Exercise requirements: Every line from the one containing "PartialEq, Eq, Serialize, Deserialize)]" to the one containing "pub type PlaybackEventList" in the records below, both included, must be set down exactly, and no other line.

The data below:

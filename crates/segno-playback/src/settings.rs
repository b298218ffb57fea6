//! Audio Settings Store
//!
//! Persisted per-track input/output parameters plus the master output
//! parameters. Read when tracks are registered with the engine, written
//! back on engine parameter-change notifications, and serialized with
//! the project.

use std::collections::HashMap;

use serde::{Deserialize, Serialize};

use segno_core::{InstrumentTrackId, SegnoError, SegnoResult};

use crate::engine::{AudioInputParams, AudioOutputParams, AudioParams};

#[derive(Debug, Clone, Default, PartialEq, Serialize, Deserialize)]
struct TrackParams {
    input: AudioInputParams,
    output: AudioOutputParams,
}

/// Per-document audio parameter store
#[derive(Debug, Clone, Default)]
pub struct AudioSettings {
    tracks: HashMap<InstrumentTrackId, TrackParams>,
    master: AudioOutputParams,
}

// Serialized form: map keys are composite ids, so tracks persist as a list
#[derive(Serialize, Deserialize)]
struct AudioSettingsDoc {
    tracks: Vec<(InstrumentTrackId, TrackParams)>,
    master: AudioOutputParams,
}

impl AudioSettings {
    // ─────────────────────────────────────────────────────────────────────────
    // Per-track params
    // ─────────────────────────────────────────────────────────────────────────

    /// Input params for a track; defaults when never set
    pub fn track_input_params(&self, track_id: &InstrumentTrackId) -> AudioInputParams {
        self.tracks
            .get(track_id)
            .map(|params| params.input.clone())
            .unwrap_or_default()
    }

    /// Output params for a track; defaults when never set
    pub fn track_output_params(&self, track_id: &InstrumentTrackId) -> AudioOutputParams {
        self.tracks
            .get(track_id)
            .map(|params| params.output.clone())
            .unwrap_or_default()
    }

    /// Combined params used when registering a track with the engine
    pub fn track_params(&self, track_id: &InstrumentTrackId) -> AudioParams {
        AudioParams {
            input: self.track_input_params(track_id),
            output: self.track_output_params(track_id),
        }
    }

    pub fn set_track_input_params(
        &mut self,
        track_id: InstrumentTrackId,
        params: AudioInputParams,
    ) {
        self.tracks.entry(track_id).or_default().input = params;
    }

    pub fn set_track_output_params(
        &mut self,
        track_id: InstrumentTrackId,
        params: AudioOutputParams,
    ) {
        self.tracks.entry(track_id).or_default().output = params;
    }

    pub fn remove_track_params(&mut self, track_id: &InstrumentTrackId) {
        self.tracks.remove(track_id);
    }

    // ─────────────────────────────────────────────────────────────────────────
    // Master params
    // ─────────────────────────────────────────────────────────────────────────

    pub fn master_output_params(&self) -> AudioOutputParams {
        self.master.clone()
    }

    pub fn set_master_output_params(&mut self, params: AudioOutputParams) {
        self.master = params;
    }

    // ─────────────────────────────────────────────────────────────────────────
    // Persistence
    // ─────────────────────────────────────────────────────────────────────────

    pub fn to_json(&self) -> SegnoResult<String> {
        let doc = AudioSettingsDoc {
            tracks: self
                .tracks
                .iter()
                .map(|(id, params)| (id.clone(), params.clone()))
                .collect(),
            master: self.master.clone(),
        };
        serde_json::to_string_pretty(&doc).map_err(|e| SegnoError::Serialization(e.to_string()))
    }

    pub fn from_json(json: &str) -> SegnoResult<Self> {
        let doc: AudioSettingsDoc =
            serde_json::from_str(json).map_err(|e| SegnoError::Serialization(e.to_string()))?;
        Ok(Self {
            tracks: doc.tracks.into_iter().collect(),
            master: doc.master,
        })
    }
}
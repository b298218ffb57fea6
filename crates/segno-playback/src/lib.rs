//! segno-playback: Transport and audio-engine sequencing
//!
//! The controller half of the playback stack:
//! - `AudioEngine`: the narrow engine collaborator interface, with a
//!   fully inspectable `MockAudioEngine` for tests
//! - `AudioSettings`: persisted per-track and master audio parameters
//! - `ActionIntent`: closed enumeration of inbound playback intents
//! - `PlaybackController`: transport state machine, track lifecycle,
//!   loop control, and tick ↔ millisecond position mapping

mod actions;
mod config;
mod controller;
mod engine;
mod mock;
mod settings;

pub use actions::*;
pub use config::*;
pub use controller::*;
pub use engine::*;
pub use mock::*;
pub use settings::*;
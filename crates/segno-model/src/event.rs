//! Performance Events
//!
//! The wire vocabulary between the model and the audio engine: resolved
//! note/rest events on the played (repeat-expanded) millisecond timeline,
//! grouped per timestamp and paired with a track's static setup data.

use std::collections::BTreeMap;

use serde::{Deserialize, Serialize};
use smallvec::SmallVec;

use segno_core::{ArticulationType, DynamicType, Msecs};

use crate::setup::PlaybackSetupData;

// ═══════════════════════════════════════════════════════════════════════════
// LEVELS
// ═══════════════════════════════════════════════════════════════════════════

/// Dynamic level on a fixed scale, 0 (silent) to 10000 (maximum)
pub type DynamicLevel = u16;

/// Dynamic level of an unmarked passage
pub const NATURAL_DYNAMIC_LEVEL: DynamicLevel = 5000;

/// Maximum representable dynamic level
pub const MAX_DYNAMIC_LEVEL: DynamicLevel = 10000;

/// Dynamic level corresponding to a notated dynamic marking
pub fn dynamic_level_from_type(dynamic: DynamicType) -> DynamicLevel {
    match dynamic {
        DynamicType::Ppp => 1250,
        DynamicType::Pp => 2500,
        DynamicType::P => 3750,
        DynamicType::Mp => 4500,
        DynamicType::Natural => NATURAL_DYNAMIC_LEVEL,
        DynamicType::Mf => 5500,
        DynamicType::F => 7000,
        DynamicType::Ff => 8500,
        DynamicType::Fff => 10000,
    }
}

/// Abstract pitch on a uniform semitone scale
pub type PitchLevel = u16;

/// Pitch level step for one semitone
pub const PITCH_LEVEL_STEP: PitchLevel = 50;

/// Pitch level of a MIDI pitch number
#[inline]
pub fn pitch_level_from_midi(midi_pitch: u8) -> PitchLevel {
    midi_pitch as PitchLevel * PITCH_LEVEL_STEP
}

// ═══════════════════════════════════════════════════════════════════════════
// EVENTS
// ═══════════════════════════════════════════════════════════════════════════

/// A resolved sounding note
#[derive(Debug, Clone, PartialEq, Serialize, Deserialize)]
pub struct NoteEvent {
    /// Onset on the played timeline
    pub timestamp: Msecs,
    /// Sounding duration after articulation shaping
    pub duration: Msecs,
    pub pitch_level: PitchLevel,
    pub dynamic_level: DynamicLevel,
    /// Applied articulations; empty means standard
    pub articulations: SmallVec<[ArticulationType; 2]>,
}

/// A resolved silence, kept so consumers can distinguish "nothing sounds
/// here" from "nothing was rendered here"
#[derive(Debug, Clone, Copy, PartialEq, Eq, Serialize, Deserialize)]
pub struct RestEvent {
    pub timestamp: Msecs,
    pub duration: Msecs,
}

/// One resolved performance event
#[derive(Debug, Clone, PartialEq, Serialize, Deserialize)]
pub enum PlaybackEvent {
    Note(NoteEvent),
    Rest(RestEvent),
}

impl PlaybackEvent {
    #[inline]
    pub fn timestamp(&self) -> Msecs {
        match self {
            PlaybackEvent::Note(note) => note.timestamp,
            PlaybackEvent::Rest(rest) => rest.timestamp,
        }
    }
}

/// Events sharing one onset timestamp (a chord renders as several)
pub type PlaybackEventList = Vec<PlaybackEvent>;

/// Per-track event stream, ordered by played-timeline timestamp
pub type PlaybackEventsMap = BTreeMap<Msecs, PlaybackEventList>;

// ═══════════════════════════════════════════════════════════════════════════
// PLAYBACK DATA
// ═══════════════════════════════════════════════════════════════════════════

/// Everything the engine needs for one track: static sound setup plus the
/// resolved event stream
#[derive(Debug, Clone, Default, PartialEq, Serialize, Deserialize)]
pub struct PlaybackData {
    pub setup: Option<PlaybackSetupData>,
    pub events: PlaybackEventsMap,
}

impl PlaybackData {
    /// Data is usable by the engine only with resolved, valid setup
    pub fn is_valid(&self) -> bool {
        self.setup.as_ref().is_some_and(|setup| setup.is_valid())
    }

    /// Events at one timestamp, if any were rendered there
    pub fn event_list(&self, timestamp: Msecs) -> Option<&PlaybackEventList> {
        self.events.get(&timestamp)
    }
}

#[cfg(test)]
mod tests {
    use super::*;

    #[test]
    fn test_dynamic_levels_monotonic() {
        let order = [
            DynamicType::Ppp,
            DynamicType::Pp,
            DynamicType::P,
            DynamicType::Mp,
            DynamicType::Natural,
            DynamicType::Mf,
            DynamicType::F,
            DynamicType::Ff,
            DynamicType::Fff,
        ];

        for pair in order.windows(2) {
            assert!(
                dynamic_level_from_type(pair[0]) < dynamic_level_from_type(pair[1]),
                "levels must grow from {:?} to {:?}",
                pair[0],
                pair[1]
            );
        }

        assert_eq!(dynamic_level_from_type(DynamicType::Fff), MAX_DYNAMIC_LEVEL);
    }

    #[test]
    fn test_playback_data_validity() {
        let mut data = PlaybackData::default();
        assert!(!data.is_valid(), "data without setup must be invalid");

        data.setup = Some(crate::SetupDataResolver::metronome());
        assert!(data.is_valid());
    }
}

End of The data.

Answer for this exercise:
#[derive(Debug, Clone, Copy, PartialEq, Eq, Serialize, Deserialize)]
pub struct RestEvent {
    pub timestamp: Msecs,
    pub duration: Msecs,
}

/// One resolved performance event
#[derive(Debug, Clone, PartialEq, Serialize, Deserialize)]
pub enum PlaybackEvent {
    Note(NoteEvent),
    Rest(RestEvent),
}

impl PlaybackEvent {
    #[inline]
    pub fn timestamp(&self) -> Msecs {
        match self {
            PlaybackEvent::Note(note) => note.timestamp,
            PlaybackEvent::Rest(rest) => rest.timestamp,
        }
    }
}

/// Events sharing one onset timestamp (a chord renders as several)
pub type PlaybackEventList = Vec<PlaybackEvent>;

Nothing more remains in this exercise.